TASK PROMPT — Please report each line of the data below that contains "super".

DATA EXCERPTS —
-.-.-
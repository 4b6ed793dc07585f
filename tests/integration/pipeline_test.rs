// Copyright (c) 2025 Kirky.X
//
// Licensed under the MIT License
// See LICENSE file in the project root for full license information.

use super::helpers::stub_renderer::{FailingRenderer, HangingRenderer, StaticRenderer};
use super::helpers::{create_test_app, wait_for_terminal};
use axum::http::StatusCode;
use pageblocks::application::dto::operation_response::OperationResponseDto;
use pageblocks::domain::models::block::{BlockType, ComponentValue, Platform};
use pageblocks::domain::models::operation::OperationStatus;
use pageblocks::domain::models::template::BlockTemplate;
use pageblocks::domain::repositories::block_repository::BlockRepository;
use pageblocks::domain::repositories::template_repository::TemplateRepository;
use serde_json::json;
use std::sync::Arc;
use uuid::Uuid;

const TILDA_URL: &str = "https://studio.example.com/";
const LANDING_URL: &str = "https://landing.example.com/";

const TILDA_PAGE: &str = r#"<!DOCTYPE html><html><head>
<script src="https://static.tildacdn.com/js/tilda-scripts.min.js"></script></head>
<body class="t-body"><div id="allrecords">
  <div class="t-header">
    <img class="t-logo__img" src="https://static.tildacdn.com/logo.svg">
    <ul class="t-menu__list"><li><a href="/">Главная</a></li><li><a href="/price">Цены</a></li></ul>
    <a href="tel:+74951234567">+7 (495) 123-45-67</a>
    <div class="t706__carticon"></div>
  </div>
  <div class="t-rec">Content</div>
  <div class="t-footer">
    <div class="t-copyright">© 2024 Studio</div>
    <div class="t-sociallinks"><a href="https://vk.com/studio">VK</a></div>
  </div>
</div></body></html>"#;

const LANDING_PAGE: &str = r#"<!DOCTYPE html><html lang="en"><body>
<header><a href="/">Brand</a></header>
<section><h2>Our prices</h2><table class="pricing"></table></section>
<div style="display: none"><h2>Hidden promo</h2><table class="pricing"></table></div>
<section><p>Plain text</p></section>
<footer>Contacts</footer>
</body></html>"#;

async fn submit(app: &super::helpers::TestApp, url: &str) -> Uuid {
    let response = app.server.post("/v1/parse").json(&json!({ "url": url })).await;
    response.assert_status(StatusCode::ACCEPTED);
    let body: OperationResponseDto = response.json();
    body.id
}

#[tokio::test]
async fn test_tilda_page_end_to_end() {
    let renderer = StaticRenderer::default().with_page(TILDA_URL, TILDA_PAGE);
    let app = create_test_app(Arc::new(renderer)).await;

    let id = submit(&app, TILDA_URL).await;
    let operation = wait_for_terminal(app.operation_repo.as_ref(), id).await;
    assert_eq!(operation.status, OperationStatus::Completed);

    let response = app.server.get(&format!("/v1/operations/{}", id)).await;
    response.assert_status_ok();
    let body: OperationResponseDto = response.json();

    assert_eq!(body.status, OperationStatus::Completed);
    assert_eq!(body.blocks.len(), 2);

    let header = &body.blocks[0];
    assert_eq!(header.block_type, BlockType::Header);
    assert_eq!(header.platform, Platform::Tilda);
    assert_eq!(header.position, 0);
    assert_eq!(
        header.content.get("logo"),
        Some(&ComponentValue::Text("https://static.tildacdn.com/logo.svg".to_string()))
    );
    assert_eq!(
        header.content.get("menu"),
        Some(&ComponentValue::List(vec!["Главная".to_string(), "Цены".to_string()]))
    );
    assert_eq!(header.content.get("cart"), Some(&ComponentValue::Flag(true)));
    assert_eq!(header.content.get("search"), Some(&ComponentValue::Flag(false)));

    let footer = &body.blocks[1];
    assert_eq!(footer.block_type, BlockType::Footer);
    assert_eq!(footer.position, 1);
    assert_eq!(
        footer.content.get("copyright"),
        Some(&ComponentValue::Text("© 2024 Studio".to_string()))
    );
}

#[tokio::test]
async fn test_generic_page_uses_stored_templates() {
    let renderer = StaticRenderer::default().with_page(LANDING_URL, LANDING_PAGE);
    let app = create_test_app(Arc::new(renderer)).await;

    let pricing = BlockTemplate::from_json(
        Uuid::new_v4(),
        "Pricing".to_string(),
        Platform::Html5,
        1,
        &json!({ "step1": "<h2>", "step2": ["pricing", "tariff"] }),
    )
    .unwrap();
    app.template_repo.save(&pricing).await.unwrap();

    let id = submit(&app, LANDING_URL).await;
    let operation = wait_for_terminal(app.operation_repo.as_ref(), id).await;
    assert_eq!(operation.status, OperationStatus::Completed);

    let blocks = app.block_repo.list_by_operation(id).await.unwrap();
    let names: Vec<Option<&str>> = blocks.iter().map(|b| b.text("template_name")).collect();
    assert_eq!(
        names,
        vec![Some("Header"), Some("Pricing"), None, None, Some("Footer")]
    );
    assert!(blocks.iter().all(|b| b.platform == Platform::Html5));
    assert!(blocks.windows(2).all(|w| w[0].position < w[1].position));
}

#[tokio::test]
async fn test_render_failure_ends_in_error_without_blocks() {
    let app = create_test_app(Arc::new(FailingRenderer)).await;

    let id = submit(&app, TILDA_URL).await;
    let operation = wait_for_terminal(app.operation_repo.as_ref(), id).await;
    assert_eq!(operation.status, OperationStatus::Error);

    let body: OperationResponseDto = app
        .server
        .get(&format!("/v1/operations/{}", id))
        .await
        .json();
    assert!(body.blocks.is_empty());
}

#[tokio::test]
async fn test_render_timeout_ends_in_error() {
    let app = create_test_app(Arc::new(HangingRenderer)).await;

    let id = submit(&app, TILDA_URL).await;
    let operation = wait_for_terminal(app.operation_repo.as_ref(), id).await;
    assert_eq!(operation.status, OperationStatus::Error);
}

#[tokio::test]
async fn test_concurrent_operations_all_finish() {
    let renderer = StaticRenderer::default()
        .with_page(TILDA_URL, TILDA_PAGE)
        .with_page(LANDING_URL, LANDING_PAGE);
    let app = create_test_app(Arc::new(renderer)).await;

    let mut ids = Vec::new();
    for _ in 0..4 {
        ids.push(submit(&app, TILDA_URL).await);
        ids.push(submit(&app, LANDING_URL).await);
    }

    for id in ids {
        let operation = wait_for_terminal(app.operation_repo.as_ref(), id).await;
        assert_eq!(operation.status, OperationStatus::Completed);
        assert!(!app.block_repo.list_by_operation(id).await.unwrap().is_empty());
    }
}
-.-.-
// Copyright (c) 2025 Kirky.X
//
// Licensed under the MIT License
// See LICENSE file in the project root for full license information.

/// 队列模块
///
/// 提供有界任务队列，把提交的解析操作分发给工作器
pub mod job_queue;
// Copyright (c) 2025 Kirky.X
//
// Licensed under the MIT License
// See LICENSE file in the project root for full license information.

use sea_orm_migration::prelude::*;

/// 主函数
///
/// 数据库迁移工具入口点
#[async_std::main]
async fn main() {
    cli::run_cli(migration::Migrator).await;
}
-.-.-
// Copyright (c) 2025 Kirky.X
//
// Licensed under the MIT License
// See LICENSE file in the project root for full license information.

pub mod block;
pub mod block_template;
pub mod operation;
-.-.-
REPLY TO THE EXERCISE —
use super::helpers::stub_renderer::{FailingRenderer, HangingRenderer, StaticRenderer};
use super::helpers::{create_test_app, wait_for_terminal};
async fn submit(app: &super::helpers::TestApp, url: &str) -> Uuid {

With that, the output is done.